→ Work item: Filter the lines below, keeping each one that holds "InvalidRate".

Collected data entries:

---------------

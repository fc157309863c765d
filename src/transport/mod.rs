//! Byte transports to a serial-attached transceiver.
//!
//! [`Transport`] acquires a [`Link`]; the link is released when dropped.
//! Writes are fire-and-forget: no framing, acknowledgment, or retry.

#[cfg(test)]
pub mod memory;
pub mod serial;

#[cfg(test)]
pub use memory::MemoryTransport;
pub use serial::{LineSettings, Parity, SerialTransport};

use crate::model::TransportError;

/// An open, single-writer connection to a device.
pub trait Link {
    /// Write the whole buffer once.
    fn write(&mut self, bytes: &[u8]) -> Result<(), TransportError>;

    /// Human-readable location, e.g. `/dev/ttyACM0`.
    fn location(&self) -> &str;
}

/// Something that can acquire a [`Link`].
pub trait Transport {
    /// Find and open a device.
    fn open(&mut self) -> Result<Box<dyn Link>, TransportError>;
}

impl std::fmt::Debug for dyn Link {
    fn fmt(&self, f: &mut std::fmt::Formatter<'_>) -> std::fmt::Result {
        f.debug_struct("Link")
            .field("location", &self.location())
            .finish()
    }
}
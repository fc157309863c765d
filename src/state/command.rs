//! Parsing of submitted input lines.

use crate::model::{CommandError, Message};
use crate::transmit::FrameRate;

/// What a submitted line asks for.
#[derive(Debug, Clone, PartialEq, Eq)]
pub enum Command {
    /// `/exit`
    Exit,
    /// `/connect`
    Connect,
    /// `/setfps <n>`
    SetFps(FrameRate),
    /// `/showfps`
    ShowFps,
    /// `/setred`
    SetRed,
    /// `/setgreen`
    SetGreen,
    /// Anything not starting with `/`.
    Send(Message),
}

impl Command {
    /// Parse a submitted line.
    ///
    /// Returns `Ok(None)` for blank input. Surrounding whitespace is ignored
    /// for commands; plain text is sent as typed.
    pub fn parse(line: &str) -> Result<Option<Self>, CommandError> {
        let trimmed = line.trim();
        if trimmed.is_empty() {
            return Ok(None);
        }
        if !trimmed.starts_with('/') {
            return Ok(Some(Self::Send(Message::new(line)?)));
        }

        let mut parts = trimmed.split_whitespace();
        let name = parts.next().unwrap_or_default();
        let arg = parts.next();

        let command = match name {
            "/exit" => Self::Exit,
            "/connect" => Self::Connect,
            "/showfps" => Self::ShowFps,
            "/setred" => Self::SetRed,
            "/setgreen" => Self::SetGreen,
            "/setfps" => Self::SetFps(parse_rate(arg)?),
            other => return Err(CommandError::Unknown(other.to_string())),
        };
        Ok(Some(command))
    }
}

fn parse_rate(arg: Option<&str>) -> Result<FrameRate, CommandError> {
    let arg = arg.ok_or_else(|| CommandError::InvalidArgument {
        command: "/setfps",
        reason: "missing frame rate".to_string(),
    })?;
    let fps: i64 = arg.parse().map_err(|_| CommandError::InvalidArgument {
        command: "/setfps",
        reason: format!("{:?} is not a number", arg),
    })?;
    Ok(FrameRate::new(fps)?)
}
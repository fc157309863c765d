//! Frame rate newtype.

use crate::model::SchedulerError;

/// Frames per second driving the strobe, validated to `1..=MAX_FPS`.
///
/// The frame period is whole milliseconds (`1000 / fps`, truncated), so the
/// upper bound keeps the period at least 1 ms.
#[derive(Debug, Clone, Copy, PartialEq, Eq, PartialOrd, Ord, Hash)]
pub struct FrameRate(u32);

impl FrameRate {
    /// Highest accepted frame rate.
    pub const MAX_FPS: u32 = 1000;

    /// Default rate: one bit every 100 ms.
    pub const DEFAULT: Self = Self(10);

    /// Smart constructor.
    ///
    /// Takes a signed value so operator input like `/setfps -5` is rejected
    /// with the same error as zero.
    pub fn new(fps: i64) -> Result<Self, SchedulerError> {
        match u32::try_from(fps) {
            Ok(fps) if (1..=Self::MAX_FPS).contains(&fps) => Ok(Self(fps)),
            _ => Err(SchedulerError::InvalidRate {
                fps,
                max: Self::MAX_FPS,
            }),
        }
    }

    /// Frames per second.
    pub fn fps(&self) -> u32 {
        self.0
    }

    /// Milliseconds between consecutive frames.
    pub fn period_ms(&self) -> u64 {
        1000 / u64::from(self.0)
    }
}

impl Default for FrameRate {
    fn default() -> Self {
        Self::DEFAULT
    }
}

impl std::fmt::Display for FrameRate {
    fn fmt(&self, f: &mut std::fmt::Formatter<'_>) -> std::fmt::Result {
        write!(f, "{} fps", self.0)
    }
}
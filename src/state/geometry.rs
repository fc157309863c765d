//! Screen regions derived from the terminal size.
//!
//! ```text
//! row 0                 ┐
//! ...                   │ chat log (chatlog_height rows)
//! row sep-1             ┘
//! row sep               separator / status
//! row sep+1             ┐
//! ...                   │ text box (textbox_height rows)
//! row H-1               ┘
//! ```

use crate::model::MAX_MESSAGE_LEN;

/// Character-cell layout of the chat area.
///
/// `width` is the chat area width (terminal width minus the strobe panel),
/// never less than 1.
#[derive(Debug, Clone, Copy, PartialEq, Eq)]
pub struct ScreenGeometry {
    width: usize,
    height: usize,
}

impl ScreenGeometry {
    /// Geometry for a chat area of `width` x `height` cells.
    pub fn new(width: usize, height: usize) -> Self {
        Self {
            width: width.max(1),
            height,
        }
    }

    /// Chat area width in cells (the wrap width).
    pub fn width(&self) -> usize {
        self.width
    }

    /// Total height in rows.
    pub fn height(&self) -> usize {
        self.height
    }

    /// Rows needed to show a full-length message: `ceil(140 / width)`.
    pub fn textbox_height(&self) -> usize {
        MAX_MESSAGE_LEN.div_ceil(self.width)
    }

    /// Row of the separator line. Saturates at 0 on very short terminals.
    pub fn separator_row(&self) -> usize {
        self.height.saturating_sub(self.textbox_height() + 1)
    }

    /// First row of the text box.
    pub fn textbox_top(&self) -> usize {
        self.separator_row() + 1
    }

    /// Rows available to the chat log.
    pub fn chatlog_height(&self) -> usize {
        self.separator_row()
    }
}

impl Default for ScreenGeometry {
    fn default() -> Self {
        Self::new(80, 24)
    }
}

---------------

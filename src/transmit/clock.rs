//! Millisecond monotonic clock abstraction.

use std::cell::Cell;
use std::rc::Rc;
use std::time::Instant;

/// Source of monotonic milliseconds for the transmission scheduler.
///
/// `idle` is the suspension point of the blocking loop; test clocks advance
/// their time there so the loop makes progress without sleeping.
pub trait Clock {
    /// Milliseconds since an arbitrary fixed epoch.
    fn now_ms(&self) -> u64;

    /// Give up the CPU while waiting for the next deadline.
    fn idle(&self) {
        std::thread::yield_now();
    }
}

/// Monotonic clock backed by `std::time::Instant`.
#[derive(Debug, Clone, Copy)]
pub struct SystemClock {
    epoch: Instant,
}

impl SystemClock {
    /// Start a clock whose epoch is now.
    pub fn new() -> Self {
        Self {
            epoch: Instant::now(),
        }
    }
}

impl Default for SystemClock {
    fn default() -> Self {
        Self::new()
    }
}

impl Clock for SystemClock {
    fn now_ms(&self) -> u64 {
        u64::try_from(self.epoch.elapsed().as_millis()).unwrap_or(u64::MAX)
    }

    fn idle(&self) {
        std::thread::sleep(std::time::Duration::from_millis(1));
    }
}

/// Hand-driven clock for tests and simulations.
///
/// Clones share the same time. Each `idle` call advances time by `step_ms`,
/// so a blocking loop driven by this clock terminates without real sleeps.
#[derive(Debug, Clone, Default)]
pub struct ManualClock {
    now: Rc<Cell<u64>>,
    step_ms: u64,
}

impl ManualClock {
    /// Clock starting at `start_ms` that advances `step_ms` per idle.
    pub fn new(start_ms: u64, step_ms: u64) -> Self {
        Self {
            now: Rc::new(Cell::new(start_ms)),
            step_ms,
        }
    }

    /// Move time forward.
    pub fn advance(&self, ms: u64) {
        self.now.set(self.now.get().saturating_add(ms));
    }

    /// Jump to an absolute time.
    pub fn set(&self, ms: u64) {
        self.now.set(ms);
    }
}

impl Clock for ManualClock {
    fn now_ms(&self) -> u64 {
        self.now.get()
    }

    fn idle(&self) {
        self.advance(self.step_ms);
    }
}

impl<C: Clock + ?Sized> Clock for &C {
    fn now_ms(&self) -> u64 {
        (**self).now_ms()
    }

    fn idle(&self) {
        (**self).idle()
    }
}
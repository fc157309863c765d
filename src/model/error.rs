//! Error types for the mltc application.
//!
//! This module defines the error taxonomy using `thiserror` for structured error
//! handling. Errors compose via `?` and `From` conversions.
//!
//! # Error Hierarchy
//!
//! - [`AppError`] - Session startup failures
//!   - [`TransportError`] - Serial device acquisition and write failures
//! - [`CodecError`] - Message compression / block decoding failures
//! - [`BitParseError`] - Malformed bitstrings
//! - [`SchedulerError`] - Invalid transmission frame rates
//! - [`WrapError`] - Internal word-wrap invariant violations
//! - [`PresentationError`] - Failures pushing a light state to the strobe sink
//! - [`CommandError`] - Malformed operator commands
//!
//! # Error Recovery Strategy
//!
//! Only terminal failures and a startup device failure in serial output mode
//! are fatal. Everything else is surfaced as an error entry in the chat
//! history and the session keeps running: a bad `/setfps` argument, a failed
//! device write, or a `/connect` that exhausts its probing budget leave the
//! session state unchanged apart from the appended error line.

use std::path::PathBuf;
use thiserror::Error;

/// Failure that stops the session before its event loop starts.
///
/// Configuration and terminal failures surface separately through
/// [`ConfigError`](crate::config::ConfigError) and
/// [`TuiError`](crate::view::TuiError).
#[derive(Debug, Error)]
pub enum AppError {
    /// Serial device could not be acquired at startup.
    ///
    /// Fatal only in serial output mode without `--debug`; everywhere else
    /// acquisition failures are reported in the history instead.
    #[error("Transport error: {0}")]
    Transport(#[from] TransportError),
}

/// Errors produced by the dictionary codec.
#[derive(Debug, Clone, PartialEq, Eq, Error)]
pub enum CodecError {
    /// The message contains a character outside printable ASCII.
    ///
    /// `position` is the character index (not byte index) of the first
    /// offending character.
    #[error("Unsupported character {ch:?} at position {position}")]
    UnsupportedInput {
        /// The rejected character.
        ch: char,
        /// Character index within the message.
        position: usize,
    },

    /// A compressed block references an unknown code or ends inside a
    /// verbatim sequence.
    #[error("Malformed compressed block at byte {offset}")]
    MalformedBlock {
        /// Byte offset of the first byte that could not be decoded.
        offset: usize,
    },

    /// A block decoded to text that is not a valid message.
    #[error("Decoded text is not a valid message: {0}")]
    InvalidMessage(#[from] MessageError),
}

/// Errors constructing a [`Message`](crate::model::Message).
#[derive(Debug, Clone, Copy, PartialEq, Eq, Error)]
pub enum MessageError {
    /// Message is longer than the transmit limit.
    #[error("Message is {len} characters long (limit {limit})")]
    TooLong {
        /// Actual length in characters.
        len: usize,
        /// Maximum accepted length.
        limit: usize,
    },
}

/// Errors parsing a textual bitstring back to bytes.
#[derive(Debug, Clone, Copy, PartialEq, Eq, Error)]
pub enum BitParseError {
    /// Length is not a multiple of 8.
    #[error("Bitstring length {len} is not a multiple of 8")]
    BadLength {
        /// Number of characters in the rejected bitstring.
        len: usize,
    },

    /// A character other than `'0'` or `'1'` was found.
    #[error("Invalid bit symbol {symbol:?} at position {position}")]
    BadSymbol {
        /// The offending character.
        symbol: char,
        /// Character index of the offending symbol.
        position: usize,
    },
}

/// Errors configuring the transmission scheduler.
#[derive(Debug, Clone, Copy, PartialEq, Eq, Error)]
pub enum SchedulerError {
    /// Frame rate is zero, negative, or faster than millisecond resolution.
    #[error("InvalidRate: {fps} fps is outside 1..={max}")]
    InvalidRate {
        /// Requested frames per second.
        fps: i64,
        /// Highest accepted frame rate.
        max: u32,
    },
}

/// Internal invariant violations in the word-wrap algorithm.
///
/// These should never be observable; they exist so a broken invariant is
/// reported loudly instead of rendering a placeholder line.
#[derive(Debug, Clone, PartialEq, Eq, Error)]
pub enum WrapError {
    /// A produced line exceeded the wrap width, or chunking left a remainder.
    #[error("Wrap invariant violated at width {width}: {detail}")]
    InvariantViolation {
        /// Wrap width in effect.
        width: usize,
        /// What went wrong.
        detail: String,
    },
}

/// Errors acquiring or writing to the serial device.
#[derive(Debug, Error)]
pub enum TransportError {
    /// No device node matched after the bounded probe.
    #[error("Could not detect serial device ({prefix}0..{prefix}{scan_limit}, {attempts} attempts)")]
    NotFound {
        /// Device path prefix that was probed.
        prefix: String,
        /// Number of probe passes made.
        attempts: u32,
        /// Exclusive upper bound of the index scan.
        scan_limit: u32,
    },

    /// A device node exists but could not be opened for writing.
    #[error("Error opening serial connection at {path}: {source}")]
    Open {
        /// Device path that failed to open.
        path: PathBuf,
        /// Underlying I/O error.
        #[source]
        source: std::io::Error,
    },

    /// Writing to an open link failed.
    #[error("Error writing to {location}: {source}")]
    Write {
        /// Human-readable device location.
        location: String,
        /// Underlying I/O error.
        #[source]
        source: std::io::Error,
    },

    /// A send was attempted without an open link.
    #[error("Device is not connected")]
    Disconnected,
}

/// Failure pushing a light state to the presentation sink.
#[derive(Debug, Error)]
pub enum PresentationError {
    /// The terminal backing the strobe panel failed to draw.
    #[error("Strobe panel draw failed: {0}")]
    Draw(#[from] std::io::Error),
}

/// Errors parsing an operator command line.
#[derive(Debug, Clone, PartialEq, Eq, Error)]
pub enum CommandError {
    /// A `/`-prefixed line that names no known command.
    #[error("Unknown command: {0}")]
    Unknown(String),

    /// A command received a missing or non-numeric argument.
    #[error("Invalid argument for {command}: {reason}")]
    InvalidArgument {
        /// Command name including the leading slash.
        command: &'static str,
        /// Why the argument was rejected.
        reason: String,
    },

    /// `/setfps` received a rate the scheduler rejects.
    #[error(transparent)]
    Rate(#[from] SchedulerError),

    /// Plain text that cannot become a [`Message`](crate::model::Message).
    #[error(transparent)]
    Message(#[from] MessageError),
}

---------------

→ Answer section:
            _ => Err(SchedulerError::InvalidRate {
    #[error("InvalidRate: {fps} fps is outside 1..={max}")]
    InvalidRate {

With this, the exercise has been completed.